However, Infosys 3.0 was a philosophy that pervaded the entire organisation and all its businesses irrespective of their maturity within Infosys. (Infosys 1 was about establishing global delivery capability; Infosys 2.0 was about scaling the global delivery model in different verticals; Infosys 3.0 was about building tomorrow’s enterprise.) Its sales team was asked to pursue Infosys 3.0 opportunities (of creating tomorrow’s enterprise), as well as make the sales in existing businesses (maintenance, testing and business process outsourcing). In 2011, while he was still a COO, Shibulal explained this to analysts in terms of a matrix organisation, in which the sales team would find a balance between scaling up the existing businesses even while selling the vision of the future.

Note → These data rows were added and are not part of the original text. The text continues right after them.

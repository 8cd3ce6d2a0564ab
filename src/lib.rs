//! Stratum mining pool engine
//!
//! Serves stratum v1 work derived from daemon block templates, validates
//! submitted shares, adapts per-connection difficulty and submits solved
//! blocks back to the daemons.

#![warn(
    missing_docs,
    rust_2018_idioms,
    unused_lifetimes,
    unused_qualifications,
    clippy::all
)]
#![forbid(unsafe_code)]

pub mod algo;
pub mod config;
pub mod daemon;
pub mod error;
pub mod job_manager;
pub mod merkle;
pub mod pool;
pub mod stratum;
pub mod template;
pub mod transactions;
pub mod util;
pub mod vardiff;

pub use config::PoolConfig;
pub use error::{Error, Result};
pub use job_manager::{JobManager, ShareData, ShareEvent};
pub use pool::Pool;
pub use stratum::{AuthorizeFn, AuthorizeOutcome, StratumServer};
pub use template::BlockTemplate;

/// Crate version
pub const VERSION: &str = env!("CARGO_PKG_VERSION");
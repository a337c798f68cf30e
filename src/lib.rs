pub mod app;
pub mod config;
pub mod data;
pub mod editor;
pub mod error;
pub mod model;
pub mod store;
pub mod ui;
pub mod view_models;

pub use app::QuizEditorApp;
pub use editor::QuizEditor;
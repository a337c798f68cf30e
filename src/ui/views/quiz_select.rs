use crate::QuizEditorApp;
use crate::ui::helpers::big_list_button;
use crate::ui::layout::{centered_panel, status_message};

pub fn ui_quiz_select(app: &mut QuizEditorApp, ctx: &egui::Context) {
    let button_h = 36.0;
    let est_height = 120.0 + (button_h + 8.0) * app.quiz_list.len() as f32;
    let mut chosen: Option<String> = None;
    let mut reload = false;

    centered_panel(ctx, est_height, 480.0, |ui| {
        ui.vertical_centered(|ui| {
            ui.heading("📝 Edit a quiz");
            ui.add_space(16.0);

            if app.quiz_list.is_empty() {
                ui.label("No quizzes yet.");
            }

            let width = ui.available_width();
            for info in &app.quiz_list {
                if big_list_button(ui, info.label(), width, button_h, true) {
                    chosen = Some(info.name.clone());
                }
                ui.add_space(8.0);
            }

            ui.add_space(8.0);
            if ui.button("🔄 Reload").clicked() {
                reload = true;
            }
            status_message(ui, &app.message);
        });
    });

    if let Some(name) = chosen {
        app.open_quiz(&name);
    } else if reload {
        app.message.clear();
        app.refresh_quiz_list();
    }
}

The numbers show the sales team was getting carried away with 3.0. As a result, it was losing its edge in core markets. In North America, the biggest market for all Indian IT services companies, Infosys fell behind Cognizant in March 2011 quarter. (Cognizant’s quarterly revenues grew from $1,012.1 million to $1,069.9 million that quarter, while Infosys revenues shrank from $1,025.5 million to $1,020.5 million.) A quarter later, it happened in its largest vertical, banking and finance. The inevitable happened a year later: Cognizant overtook Infosys in overall revenues too.
Infosys was losing out on another of its traditional strengths, dealing with large clients. The number of $100-million clients went from 13 to 15 in the last two years. At the same time, for TCS, it went up from 8 to 16, and even for underperforming Wipro it went from 3 to 10.
Two other issues within Infosys made this more complicated. The first is its devotion to profitability. The desire for profitability shows in sales and marketing expenses. Says Sudin Apte, CEO of Offshore Insights, an IT-focussed consultancy, “Infosys continues to underspend in S&M [sales and marketing]. While they are spending couple of millions more and percentage has gone up from 4.8 percent few quarters back to just about 5, it’s still much less than what their top three peers spend. Further, not only the improvement in S&M—both spend and client outreach activity—is improving only a bit, its pace is also very low. We believe both the increase in S&M and pace are falling short of what is required and Infosys does not have time at hand and its problems are big.” The joke within Infosys campus is, it’s not ‘income - expenses = profit’ at Infy, it’s ‘income - profit = expenses’.
So, what stops the company from investing more in sales and marketing, or getting more flexible about pricing?
One, it believes that when demand conditions get better, it will get the growth back, without compromising its profits. That, in fact, is the promise of Infosys 3.0. With the new strategy, it is possible to be both a growth leader and a margin leader.
But, there’s no denying that it’s right now standing on shaky ground. It’s telling on what’s perhaps the most important resource for an IT company. Subhash Dhar, who spoke approvingly of Shibulal’s ambition, has quit Infosys. The company has seen at least three other high-profile exits, and many more smaller ones. (In March 2008, its attrition rates were just 1 percentage point more than that of TCS; now it’s 5 to 7 percentage points more than its bigger rival.)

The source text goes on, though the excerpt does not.